Et que de bouleversements sont nécessaires ! Pour que la divine
naissance puisse s’accomplir en l’homme, l’Esprit doit miner
les assises de la citadelle égocentrique, ébranler ses défenses,
faire exploser ses clôtures, disloquer la massive compacité de ses
résistances, dynamiter le béton de nos alibis schizoïdes...
Je
vais maintenant vous dire une pensée que tout le monde ne comprend
pas, bien que je parle toujours en bon allemand.
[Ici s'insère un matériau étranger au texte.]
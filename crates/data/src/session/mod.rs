//! The session contract — what the repository needs from a store.
//!
//! A session is a transactional handle scoped to one logical request.  It
//! offers typed set access per entity ([`EntitySet`]) and a single commit
//! ([`UnitOfWork::save_changes`]) that applies everything staged so far.

pub mod memory;
pub mod postgres;

use async_trait::async_trait;

use crate::{
    DbError,
    models::{EntityId, Record},
};

pub use memory::{MemorySession, MemoryStore, SessionOp};
pub use postgres::{PgRecord, PgSession};

/// What a successful commit did.
#[derive(Debug, Clone, Default, PartialEq, Eq)]
pub struct SaveOutcome {
    /// Keys assigned to staged inserts, in staging order.
    pub inserted: Vec<EntityId>,
    /// Rows written in total.
    pub affected: u64,
}

/// Commit half of a session.
#[async_trait]
pub trait UnitOfWork: Send {
    /// Apply every staged change in one all-or-nothing transaction.
    ///
    /// Staged changes are discarded whether or not the commit succeeds.
    async fn save_changes(&mut self) -> Result<SaveOutcome, DbError>;
}

/// Typed access to the rows of one entity.
///
/// Reads go straight to the store; writes are staged until
/// [`UnitOfWork::save_changes`].
#[async_trait]
pub trait EntitySet<E: Record>: UnitOfWork {
    async fn find(&mut self, id: EntityId) -> Result<Option<E>, DbError>;

    async fn list(&mut self) -> Result<Vec<E>, DbError>;

    /// Stage an insert.  The key of `entity` is ignored; the store assigns one.
    async fn add(&mut self, entity: &E) -> Result<(), DbError>;

    /// Stage a full-state update of the row whose key matches `entity`.
    fn update(&mut self, entity: &E) -> Result<(), DbError>;

    /// Stage removal of the row whose key matches `entity`.
    fn remove(&mut self, entity: &E) -> Result<(), DbError>;
}
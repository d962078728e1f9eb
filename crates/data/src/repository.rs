//! Generic CRUD repository over an [`EntitySet`] session.
//!
//! One `Repository` serves one entity type for the lifetime of one session
//! borrow.  It holds no entity state of its own: every operation is a single
//! stage → commit against the session.
//!
//! Failure policy differs by operation:
//! - `get_by_id` and `create` log the fault and hand it back to the caller,
//!   who must be able to tell a broken store from a missing row.
//! - `update` and `delete` log the fault and report `false`; the cause only
//!   reaches the log.
//! - `list_all` propagates faults without logging.
//!
//! Every failure path emits exactly one `error!` event.

use std::marker::PhantomData;

use tracing::{error, instrument};

use crate::{
    DbError,
    models::{EntityId, Record},
    session::{EntitySet, SaveOutcome},
};

pub struct Repository<'s, E, S> {
    session: &'s mut S,
    _entity: PhantomData<fn() -> E>,
}

impl<'s, E, S> Repository<'s, E, S>
where
    E: Record,
    S: EntitySet<E>,
{
    pub fn new(session: &'s mut S) -> Self {
        Self {
            session,
            _entity: PhantomData,
        }
    }

    /// Every stored entity, in whatever order the store returns them.
    #[instrument(skip(self), fields(entity = E::NAME))]
    pub async fn list_all(&mut self) -> Result<Vec<E>, DbError> {
        self.session.list().await
    }

    /// The entity stored under `id`, or `None` when there is none.
    ///
    /// # Errors
    /// Returns the store fault after logging it.
    #[instrument(skip(self), fields(entity = E::NAME))]
    pub async fn get_by_id(&mut self, id: EntityId) -> Result<Option<E>, DbError> {
        self.session.find(id).await.map_err(|err| {
            error!(entity = E::NAME, id, error = %err, "failed to fetch {} with id {}", E::NAME, id);
            err
        })
    }

    /// Persist `entity` and return it with its store-assigned key.
    ///
    /// # Errors
    /// Returns the store fault after logging it; nothing was persisted.
    #[instrument(skip(self, entity), fields(entity = E::NAME))]
    pub async fn create(&mut self, mut entity: E) -> Result<E, DbError> {
        match self.try_create(&entity).await {
            Ok(outcome) => {
                if let Some(&id) = outcome.inserted.first() {
                    entity.set_id(id);
                }
                Ok(entity)
            }
            Err(err) => {
                error!(entity = E::NAME, error = %err, "failed to create {}", E::NAME);
                Err(err)
            }
        }
    }

    /// Overwrite the stored row whose key matches `entity`.
    ///
    /// Returns `false` on any store fault, including a key that matches no row.
    #[instrument(skip(self, entity), fields(entity = E::NAME, id = entity.id()))]
    pub async fn update(&mut self, entity: &E) -> bool {
        match self.try_update(entity).await {
            Ok(()) => true,
            Err(err) => {
                error!(entity = E::NAME, id = entity.id(), error = %err, "failed to update {}", E::NAME);
                false
            }
        }
    }

    /// Remove the entity stored under `id`.
    ///
    /// Returns `false` when there is no such entity (without logging) or
    /// when the store faults.
    #[instrument(skip(self), fields(entity = E::NAME))]
    pub async fn delete(&mut self, id: EntityId) -> bool {
        match self.try_delete(id).await {
            Ok(deleted) => deleted,
            Err(err) => {
                error!(entity = E::NAME, id, error = %err, "failed to delete {} with id {}", E::NAME, id);
                false
            }
        }
    }

    // -----------------------------------------------------------------------
    // Internal: stage → commit, faults bubble up to the public wrappers.
    // -----------------------------------------------------------------------

    async fn try_create(&mut self, entity: &E) -> Result<SaveOutcome, DbError> {
        self.session.add(entity).await?;
        self.session.save_changes().await
    }

    async fn try_update(&mut self, entity: &E) -> Result<(), DbError> {
        self.session.update(entity)?;
        self.session.save_changes().await?;
        Ok(())
    }

    async fn try_delete(&mut self, id: EntityId) -> Result<bool, DbError> {
        let Some(entity) = self.session.find(id).await? else {
            return Ok(false);
        };

        self.session.remove(&entity)?;
        self.session.save_changes().await?;
        Ok(true)
    }
}
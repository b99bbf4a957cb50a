//! The library code for `candor`, which derives the reading suggestions and
//! the syndication feed of a personal blog. A build can be broken down into
//! three steps:
//!
//! 1. Loading the content catalog from post source files on disk
//!    ([`crate::parser`], [`crate::catalog`])
//! 2. Relating every published post to the other published posts it shares a
//!    tag with, and handing the result to the page generator as page
//!    descriptors ([`crate::relation`], [`crate::page`])
//! 3. Serializing the published posts, newest first, into an Atom feed
//!    ([`crate::feed`])
//!
//! Steps two and three are independent of one another. Both are pure
//! functions of the catalog; [`crate::build`] runs them and only writes
//! output once both have succeeded.
//!
//! A fourth piece runs later, at render time: the [`crate::sample::Sampler`]
//! picks a small random selection from a post's related posts each time the
//! page is rendered.

#![cfg_attr(feature = "fail-on-warnings", deny(warnings))]

pub mod build;
pub mod catalog;
pub mod config;
pub mod excerpt;
pub mod feed;
pub mod page;
pub mod parser;
pub mod post;
pub mod relation;
pub mod sample;
pub mod url;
Ceux-là seuls
peuvent saisir ce sens qui en ont déjà reçu quelque pressentiment
et quelque lumière. Tous les autres, non. L'entrée dans la maison
ne consiste pas en ce qu'on y entre parfois pour en sortir ensuite et
s'occuper des créatures. Voici en quoi consiste le bouleversement de
la maison et l'action par laquelle Dieu cherche l'homme. Toutes les
diverses représentations, quelles que soient leurs formes, par
lesquelles Dieu se présente à l'homme, lui sont totalement enlevées
lorsque Dieu vient dans cette maison, dans ce fond intérieur. Tout
cela est renversé comme si on ne l'avait jamais eu en soi. On va de
bouleversement en bouleversement. Toutes les idées particulières,
toutes les lumières, tout ce qui avait été manifesté et donné à
l'homme, tout ce qui s'était antérieurement passé en lui, tout
cela est complétement bouleversé dans cette recherche. (37)
Quand
l'homme entre dans cette maison et y cherche Dieu, il la bouleverse
de fond en comble. Et puis c'est Dieu qui le cherche. Lui aussi met
tout sens dessus dessous dans cette maison. (37)
En
ce bouleversement, l'homme qui peut se laisser faire est élevé plus
haut qu'on ne saurait dire au-dessus du degré où peuvent le
conduire toutes les œuvres, les pratiques ou les bonnes résolutions
qui aient jamais été imaginées et inventées. Oui, ceux qui
parviennent vraiment à cela deviennent de tous les hommes les plus
dignes d'amour. (37)
Mais
voici que de cette chasse naît une grande angoisse et une grande
détresse. Ah ! mes enfants, quand l'homme est plongé dans
cette anxiété et se rend compte de cette poursuite de Dieu en lui,
c'est alors, sans aucun doute, que Jésus vient et entre en lui. Mais
quand on ne vit pas cette poursuite et qu'on n'éprouve pas cette
angoisse Jésus ne vient pas. Il ne se fera jamais rien qui vaille
des hommes qui refusent de se laisser prendre par cette poursuite et
cette angoisse. Ils restent ce qu'ils sont. (9)
Sachez-le
donc, ce n'est pas si terrible que vous pensez d'entrer en relation
avec Dieu. (38)
Mystérieuses
raisons d’Agapè
Quand
le cerf a ainsi triomphé de tous les chiens et qu’il est arrivé à
l’eau, il s’y abandonne à boire à pleine bouche et se désaltère
tout à son aise, autant qu’il peut. L’homme agit de même
lorsque, avec le secours de notre Seigneur, il s’est débarrassé
de toute la meute de chiens, grands et petits, et qu’altéré, il
arrive à Dieu. (11)
Voyez
quel jeu la toute adorable bonté de Dieu peut jouer avec ses élus...
(11)
C’est
à cause de sa merveilleuse bienveillance et de son grand amour que
Dieu laisse ainsi pourchasser les hommes. C’est en effet ainsi que
l’homme, cerf chassé, court à Dieu comme il convient, gagné par
la soif de Celui en qui sont réellement toute paix, toute vérité,
toute consolation. (11)
Ah !
quelle eau vive, fraîche et délicieuse l’âme ne reçoit-elle pas
à sa source ! Elle s’y plonge tout entière avec tout ce
qu’elle est et tout ce qu’elle peut. Un éclair d’instant
seulement. Il faut traverser de nouveau, encore et encore, les
étendues sauvages. La chasse reprend.